[Source records]
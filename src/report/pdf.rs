use chrono::Local;
use printpdf::{BuiltinFont, IndirectFontRef, Mm, PdfDocument, PdfLayerReference};

use crate::storage::HistoryEntry;

use super::ReportError;

const PAGE_WIDTH: f32 = 210.0;
const PAGE_HEIGHT: f32 = 297.0;
const MARGIN: f32 = 20.0;
const RECENT_ROWS: usize = 15;
const COLUMNS: [f32; 3] = [MARGIN, 110.0, 150.0];

pub(super) fn render(entries: &[HistoryEntry]) -> Result<Vec<u8>, ReportError> {
    let (doc, page, layer) = PdfDocument::new(
        "Bear detection report",
        Mm(PAGE_WIDTH),
        Mm(PAGE_HEIGHT),
        "Layer 1",
    );
    let regular = doc
        .add_builtin_font(BuiltinFont::Helvetica)
        .map_err(|e| ReportError::Generation(e.to_string()))?;
    let bold = doc
        .add_builtin_font(BuiltinFont::HelveticaBold)
        .map_err(|e| ReportError::Generation(e.to_string()))?;
    let layer = doc.get_page(page).get_layer(layer);

    let mut y = PAGE_HEIGHT - MARGIN;
    layer.use_text("Bear detection report", 18.0, Mm(MARGIN), Mm(y), &bold);
    y -= 12.0;

    let total_bears: usize = entries.iter().map(|e| e.bear_count).sum();
    for line in [
        format!("Generated: {}", Local::now().format("%d.%m.%Y %H:%M:%S")),
        format!("Total requests: {}", entries.len()),
        format!("Total bears detected: {total_bears}"),
    ] {
        layer.use_text(line, 11.0, Mm(MARGIN), Mm(y), &regular);
        y -= 7.0;
    }
    y -= 8.0;

    row(&layer, &bold, y, ["Timestamp", "Bears", "Processing time"]);
    y -= 8.0;

    let start = entries.len().saturating_sub(RECENT_ROWS);
    for entry in &entries[start..] {
        row(
            &layer,
            &regular,
            y,
            [
                entry.timestamp.as_str(),
                &entry.bear_count.to_string(),
                &format!("{:.2} s", entry.processing_time),
            ],
        );
        y -= 6.5;
    }

    doc.save_to_bytes().map_err(|e| ReportError::Generation(e.to_string()))
}

fn row(layer: &PdfLayerReference, font: &IndirectFontRef, y: f32, cells: [&str; 3]) {
    for (x, text) in COLUMNS.iter().zip(cells) {
        layer.use_text(text, 10.0, Mm(*x), Mm(y), font);
    }
}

## Goal of the exercise:
Set down all of the lines above without altering a word.

## Answer area:
filename src/report/pdf.rs
use chrono::Local;
use printpdf::{BuiltinFont, IndirectFontRef, Mm, PdfDocument, PdfLayerReference};

use crate::storage::HistoryEntry;

use super::ReportError;

const PAGE_WIDTH: f32 = 210.0;
const PAGE_HEIGHT: f32 = 297.0;
const MARGIN: f32 = 20.0;
const RECENT_ROWS: usize = 15;
const COLUMNS: [f32; 3] = [MARGIN, 110.0, 150.0];

pub(super) fn render(entries: &[HistoryEntry]) -> Result<Vec<u8>, ReportError> {
    let (doc, page, layer) = PdfDocument::new(
        "Bear detection report",
        Mm(PAGE_WIDTH),
        Mm(PAGE_HEIGHT),
        "Layer 1",
    );
    let regular = doc
        .add_builtin_font(BuiltinFont::Helvetica)
        .map_err(|e| ReportError::Generation(e.to_string()))?;
    let bold = doc
        .add_builtin_font(BuiltinFont::HelveticaBold)
        .map_err(|e| ReportError::Generation(e.to_string()))?;
    let layer = doc.get_page(page).get_layer(layer);

    let mut y = PAGE_HEIGHT - MARGIN;
    layer.use_text("Bear detection report", 18.0, Mm(MARGIN), Mm(y), &bold);
    y -= 12.0;

    let total_bears: usize = entries.iter().map(|e| e.bear_count).sum();
    for line in [
        format!("Generated: {}", Local::now().format("%d.%m.%Y %H:%M:%S")),
        format!("Total requests: {}", entries.len()),
        format!("Total bears detected: {total_bears}"),
    ] {
        layer.use_text(line, 11.0, Mm(MARGIN), Mm(y), &regular);
        y -= 7.0;
    }
    y -= 8.0;

    row(&layer, &bold, y, ["Timestamp", "Bears", "Processing time"]);
    y -= 8.0;

    let start = entries.len().saturating_sub(RECENT_ROWS);
    for entry in &entries[start..] {
        row(
            &layer,
            &regular,
            y,
            [
                entry.timestamp.as_str(),
                &entry.bear_count.to_string(),
                &format!("{:.2} s", entry.processing_time),
            ],
        );
        y -= 6.5;
    }

    doc.save_to_bytes().map_err(|e| ReportError::Generation(e.to_string()))
}

fn row(layer: &PdfLayerReference, font: &IndirectFontRef, y: f32, cells: [&str; 3]) {
    for (x, text) in COLUMNS.iter().zip(cells) {
        layer.use_text(text, 10.0, Mm(*x), Mm(y), font);
    }
}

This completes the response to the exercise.